Tag Archives: forgiving road

The Deadly Stew of Transportation

 

By Dom Nozzi

April 18, 2017

American society mixes together a deadly stew in transportation: We combine forgiving road design (which forgives motorists for not paying attention) with very busy lives (which inevitably induces an epidemic of motorist speeding), sleep deprivation (which inevitably leads to falling asleep at the wheel), and a car-dependent community design (which obligates most of us to drive for all our trips — and putting all those huge, heavy, high-speed metal boxes on our roads inevitably creates frustration because all the boxes of our fellow citizens are always congesting roads).
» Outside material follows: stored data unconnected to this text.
//! The four steering contributions.
//!
//! Each contribution is O(neighbor count) and returns `Vec3::ZERO` when it
//! has nothing to act on (no valid neighbors, no target).  Directions go
//! through [`safe_normalize`], so no contribution is ever NaN for finite
//! input.

use flock_core::{AgentConfig, BehaviorWeights, Vec3, safe_normalize};
use flock_spatial::Neighbor;

/// Neighbors closer than this are skipped by [`separation`]; their direction
/// is undefined and `1 / d` would blow up.
pub const SEPARATION_EPSILON: f32 = 1.0e-4;

/// Push away from neighbors strictly inside `separation_radius`.
///
/// Each contributing neighbor adds the unit vector pointing away from it,
/// scaled by `1 / distance`; the sum is averaged over the contributors.
pub fn separation(position: Vec3, neighbors: &[Neighbor], separation_radius: f32) -> Vec3 {
    let mut sum = Vec3::ZERO;
    let mut count = 0u32;
    for n in neighbors.iter().filter(|n| n.valid) {
        let away = position - n.position;
        let d = away.length();
        if d > SEPARATION_EPSILON && d < separation_radius {
            sum += away / (d * d);
            count += 1;
        }
    }
    if count == 0 { Vec3::ZERO } else { sum / count as f32 }
}

/// Steer toward the neighbors' mean heading: `normalize(mean(v_n) - v)`.
pub fn alignment(velocity: Vec3, neighbors: &[Neighbor]) -> Vec3 {
    match mean(neighbors, |n| n.velocity) {
        Some(avg) => safe_normalize(avg - velocity),
        None      => Vec3::ZERO,
    }
}

/// Steer toward the neighbors' centroid.
pub fn cohesion(position: Vec3, neighbors: &[Neighbor]) -> Vec3 {
    match mean(neighbors, |n| n.position) {
        Some(centroid) => safe_normalize(centroid - position),
        None           => Vec3::ZERO,
    }
}

/// Unit vector toward `target`; zero when there is none.
#[inline]
pub fn seek(position: Vec3, target: Option<Vec3>) -> Vec3 {
    target.map_or(Vec3::ZERO, |t| safe_normalize(t - position))
}

fn mean(neighbors: &[Neighbor], field: impl Fn(&Neighbor) -> Vec3) -> Option<Vec3> {
    let (sum, count) = neighbors
        .iter()
        .filter(|n| n.valid)
        .fold((Vec3::ZERO, 0u32), |(sum, count), n| (sum + field(n), count + 1));
    (count > 0).then(|| sum / count as f32)
}

// ── SteeringForces ────────────────────────────────────────────────────────────

/// Unweighted per-behavior breakdown of one agent's steering.
#[derive(Copy, Clone, Debug, Default, PartialEq)]
#[cfg_attr(feature = "serde", derive(serde::Serialize, serde::Deserialize))]
pub struct SteeringForces {
    pub separation: Vec3,
    pub alignment:  Vec3,
    pub cohesion:   Vec3,
    pub target:     Vec3,
}

impl SteeringForces {
    /// Evaluate all four contributions.  A contribution whose weight is zero
    /// is left at `Vec3::ZERO` without being computed.
    pub fn compute(
        position:  Vec3,
        velocity:  Vec3,
        neighbors: &[Neighbor],
        config:    &AgentConfig,
        target:    Option<Vec3>,
    ) -> Self {
        let w = &config.weights;
        let mut out = Self::default();
        if w.separation != 0.0 {
            out.separation = separation(position, neighbors, config.separation_radius);
        }
        if w.alignment != 0.0 {
            out.alignment = alignment(velocity, neighbors);
        }
        if w.cohesion != 0.0 {
            out.cohesion = cohesion(position, neighbors);
        }
        if w.target != 0.0 {
            out.target = seek(position, target);
        }
        out
    }

    /// Weighted sum.  Not normalized; the integrator's speed clamp bounds the
    /// effect downstream.
    #[inline]
    pub fn weighted(&self, weights: &BehaviorWeights) -> Vec3 {
        self.separation * weights.separation
            + self.alignment * weights.alignment
            + self.cohesion * weights.cohesion
            + self.target * weights.target
    }
}

/// Combined steering force for one agent.
#[inline]
pub fn aggregate(
    position:  Vec3,
    velocity:  Vec3,
    neighbors: &[Neighbor],
    config:    &AgentConfig,
    target:    Option<Vec3>,
) -> Vec3 {
    SteeringForces::compute(position, velocity, neighbors, config, target).weighted(&config.weights)
}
Instead of continuing our century-long, single-minded effort to maximize the speed of cars (and therefore condition motorists to expect high-speed driving), we need to more universally design our street system to obligate slower and more attentive driving forgiving(thereby conditioning motorists to expect slower speed driving — at least in cities).

Forgiving street design is not the ONLY cause of distracted, high-speed, angry driving, but I believe it counterproductively amplifies existing societal problems, such as the desire to live in dispersed, car-dependent living arrangements. Forgiving street design makes dangerous driving more frequent.

We have ramped up education and enforcement efforts every few years since the 1920s to fight dangerous driving, yet we probably have more distracted, speeding, angry driving than ever before. Even if those levels are not the highest ever, they are certainly unacceptably high today.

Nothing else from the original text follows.